(Source records)
........

use std::collections::HashMap;

use chrono::{Datelike, NaiveDate};

use crate::event::CalendarEvent;

/// Calendar-day identity, time of day dropped.
#[derive(Debug, Clone, Copy, PartialEq, Eq, Hash, PartialOrd, Ord)]
pub struct DayKey {
    pub year: i32,
    pub month: u32,
    pub day: u32,
}

impl DayKey {
    pub fn of<D: Datelike>(value: &D) -> Self {
        Self {
            year: value.year(),
            month: value.month(),
            day: value.day(),
        }
    }
}

/// Events grouped by the day their start falls on, each bucket in the
/// original list order.
#[derive(Debug, Default, Clone)]
pub struct EventBuckets<'a> {
    buckets: HashMap<DayKey, Vec<&'a CalendarEvent>>,
}

impl<'a> EventBuckets<'a> {
    pub fn get(&self, day: &impl Datelike) -> &[&'a CalendarEvent] {
        self.buckets
            .get(&DayKey::of(day))
            .map(Vec::as_slice)
            .unwrap_or(&[])
    }

    pub fn day_count(&self) -> usize {
        self.buckets.len()
    }

    pub fn is_empty(&self) -> bool {
        self.buckets.is_empty()
    }

    /// One bucket per grid day, aligned with `grid`.
    pub fn for_grid(&self, grid: &[NaiveDate]) -> Vec<Vec<&'a CalendarEvent>> {
        grid.iter().map(|day| self.get(day).to_vec()).collect()
    }
}

pub fn bucket_by_day<'a, I>(events: I) -> EventBuckets<'a>
where
    I: IntoIterator<Item = &'a CalendarEvent>,
{
    let mut buckets: HashMap<DayKey, Vec<&'a CalendarEvent>> = HashMap::new();
    for event in events {
        buckets.entry(DayKey::of(&event.start)).or_default().push(event);
    }
    EventBuckets { buckets }
}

........

→ **REQUIRED WORK**: Could you restate word for word the lines above, from the one that contains "use crate::event::CalendarEvent;" through the one that contains "pub fn of<D: Datelike>(value: &D)", and no others?

→ **RESULT FOR THIS TASK**:
use crate::event::CalendarEvent;

/// Calendar-day identity, time of day dropped.
#[derive(Debug, Clone, Copy, PartialEq, Eq, Hash, PartialOrd, Ord)]
pub struct DayKey {
    pub year: i32,
    pub month: u32,
    pub day: u32,
}

impl DayKey {
    pub fn of<D: Datelike>(value: &D) -> Self {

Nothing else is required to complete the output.